In 1869 Baum entered the Peekskill Military School but the atmosphere of harsh discipline and strenuous activity was too much for him physically and he was removed. After his father bought him a printing press, with his younger brother Harry, he started his own newspaper, the Rose Lawn Home Journal, named after the family estate. Baum wrote about the raising and breeding of chickens in The Book of Hamburgs. (1896)
At the age of twenty-five, Baum started studying theatre in New York City. From 1881 to 1882 he managed an opera house in Richburg, New York. He wrote the play The Maid of Arran in 1882 which he acted in. On 9 November, 1882 he married Maud Gage with whom he would have four children [all boys.] After a few different business ventures, Baum encouraged by his mother-in-law, started to write down the nursery rhymes he had improvised and told to his sons over the years. Mother Goose in Prose was published in 1897. It met rave reviews and in 1899 he collaborated with Chicago cartoonist and poster designer W. W. Denslow on yet another success, Father Goose: His Book. It would be the best-selling book for that year with an estimated 175,000 copies sold.

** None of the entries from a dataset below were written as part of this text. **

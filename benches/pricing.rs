use std::hint::black_box;

use criterion::{criterion_group, criterion_main, BenchmarkId, Criterion};
use optcalc::implied::ImpliedVolSolver;
use optcalc::portfolio::analyze_portfolio_with;
use optcalc::{
    analyze_portfolio, price_and_greeks, solve_implied_volatility, ContractSpec, MarkMode, MarketState,
    OptionType, Position,
};

/// Synthetic book of alternating calls and puts across a strike/expiry grid.
fn generate_book(market: &MarketState, n_positions: usize) -> Vec<Position> {
    (0..n_positions)
        .map(|i| {
            let strike = 80.0 + 40.0 * (i % 21) as f64 / 20.0;
            let expiry = 0.1 + 0.25 * (i % 8) as f64;
            let side = if i % 2 == 0 { OptionType::Call } else { OptionType::Put };
            let contract = ContractSpec::new(strike, expiry, 0.25, side).expect("benchmark contract should be valid");
            let observed = price_and_greeks(market, &contract.terms().with_volatility(0.22))
                .expect("benchmark pricing should succeed")
                .price();
            let quantity = if i % 3 == 0 { -5.0 } else { 10.0 };
            Position::new(quantity, contract, observed)
        })
        .collect()
}

fn closed_form_benchmarks(c: &mut Criterion) {
    let mut group = c.benchmark_group("closed_form");
    let market = MarketState::new(100.0, 0.05).expect("benchmark market should be valid");

    let atm = ContractSpec::call(100.0, 1.0, 0.2).expect("benchmark contract should be valid");
    group.bench_function("price_and_greeks_atm", |b| {
        b.iter(|| price_and_greeks(black_box(&market), black_box(&atm)).unwrap());
    });

    let strikes: Vec<f64> = (0..100).map(|i| 50.0 + i as f64).collect();
    group.bench_function("price_and_greeks_100_strikes", |b| {
        b.iter(|| {
            strikes
                .iter()
                .map(|&k| {
                    let c = ContractSpec::put(k, 0.5, 0.3).unwrap();
                    price_and_greeks(&market, &c).unwrap().put_price
                })
                .sum::<f64>()
        });
    });

    group.finish();
}

fn implied_vol_benchmarks(c: &mut Criterion) {
    let mut group = c.benchmark_group("implied_vol");
    let market = MarketState::new(100.0, 0.05).expect("benchmark market should be valid");

    // Newton path: ATM, vega well away from zero.
    let atm = ContractSpec::call(100.0, 1.0, 0.2).unwrap();
    let atm_price = price_and_greeks(&market, &atm).unwrap().call_price;
    group.bench_function("atm_newton", |b| {
        b.iter(|| solve_implied_volatility(black_box(&market), black_box(&atm.terms()), black_box(atm_price)).unwrap());
    });

    // Bisection-heavy path: deep OTM, short dated, high vol.
    let wing = ContractSpec::call(160.0, 0.05, 1.8).unwrap();
    let wing_price = price_and_greeks(&market, &wing).unwrap().call_price;
    group.bench_function("deep_otm_bisection", |b| {
        b.iter(|| {
            solve_implied_volatility(black_box(&market), black_box(&wing.terms()), black_box(wing_price)).unwrap()
        });
    });

    group.finish();
}

fn portfolio_benchmarks(c: &mut Criterion) {
    let mut group = c.benchmark_group("portfolio");
    let market = MarketState::new(100.0, 0.05).expect("benchmark market should be valid");
    let solver = ImpliedVolSolver::default();

    for n in [10, 100, 1_000] {
        let book = generate_book(&market, n);
        group.bench_with_input(BenchmarkId::new("model", n), &book, |b, book| {
            b.iter(|| analyze_portfolio(black_box(&market), black_box(book)).unwrap());
        });
        group.bench_with_input(BenchmarkId::new("implied", n), &book, |b, book| {
            b.iter(|| {
                analyze_portfolio_with(black_box(&market), black_box(book), MarkMode::Implied, &solver).unwrap()
            });
        });
    }

    group.finish();
}

criterion_group!(
    benches,
    closed_form_benchmarks,
    implied_vol_benchmarks,
    portfolio_benchmarks
);
criterion_main!(benches);
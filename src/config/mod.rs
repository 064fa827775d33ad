//! Application configuration module
//!
//! Type-safe configuration loaded from environment variables using the
//! `config` and `dotenvy` crates. Variables carry the `RECONCILER` prefix and
//! nested values are separated by `__`.
//!
//! # Example
//!
//! ```no_run
//! use renewal_reconciler::config::AppConfig;
//!
//! let config = AppConfig::load().expect("Failed to load configuration");
//! config.validate().expect("Invalid configuration");
//! ```

mod database;
mod error;
mod provider;
mod reconciliation;
mod server;
mod webhook;

pub use database::DatabaseConfig;
pub use error::{ConfigError, ValidationError};
pub use provider::ProviderConfig;
pub use reconciliation::ReconciliationConfig;
pub use server::{Environment, LogFormat, ServerConfig};
pub use webhook::WebhookConfig;

use serde::Deserialize;

/// Root application configuration
#[derive(Debug, Clone, Deserialize)]
pub struct AppConfig {
    /// Server configuration (bind address, environment, logging)
    #[serde(default)]
    pub server: ServerConfig,

    /// Database configuration (PostgreSQL connection)
    pub database: DatabaseConfig,

    /// Webhook authentication
    #[serde(default)]
    pub webhook: WebhookConfig,

    /// Provider API access
    pub provider: ProviderConfig,

    /// Pipeline time budgets and sweeper schedule
    #[serde(default)]
    pub reconciliation: ReconciliationConfig,
}

impl AppConfig {
    /// Load configuration from environment variables
    ///
    /// 1. Loads `.env` if present (development)
    /// 2. Reads variables with the `RECONCILER` prefix
    /// 3. Uses `__` to separate nested values
    ///
    /// # Environment Variable Format
    ///
    /// - `RECONCILER__SERVER__PORT=8080` -> `server.port = 8080`
    /// - `RECONCILER__PROVIDER__PACKAGE_NAME=...` -> `provider.package_name = ...`
    ///
    /// # Errors
    ///
    /// Returns `ConfigError` if a required variable is missing or a value
    /// cannot be parsed.
    pub fn load() -> Result<Self, ConfigError> {
        dotenvy::dotenv().ok();

        let config = config::Config::builder()
            .add_source(
                config::Environment::default()
                    .prefix("RECONCILER")
                    .separator("__"),
            )
            .build()?
            .try_deserialize()?;

        Ok(config)
    }

    /// Validate all configuration values
    ///
    /// # Errors
    ///
    /// Returns `ValidationError` for the first invalid section.
    pub fn validate(&self) -> Result<(), ValidationError> {
        let environment = &self.server.environment;
        self.server.validate()?;
        self.database.validate()?;
        self.webhook.validate(environment)?;
        self.provider.validate(environment)?;
        self.reconciliation.validate()?;
        Ok(())
    }

    /// Check if running in production environment
    pub fn is_production(&self) -> bool {
        self.server.is_production()
    }
}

In 1900 the book The Wonderful Wizard of Oz was published to instant success, another collaboration between Baum and Denslow.
Baum was always telling stories, to his own sons and to neighborhood children. He said,
“Imagination has given us the steam engine, the telephone, the talking-machine, and the automobile, for these things had to be dreamed of before they became realities. So I believe that day dreams with your eyes wide open are likely to lead to the betterment of the world. The imaginative child will become the imaginative man or woman most apt to create, to invent, and therefore to foster civilization. A prominent educator tells me that fairy tales are of untold value in developing imagination in the young. I believe it.”
So Baum’s book was the perfect inspiration for my character Annie Gallagher who was raised on stories and the power of imagination.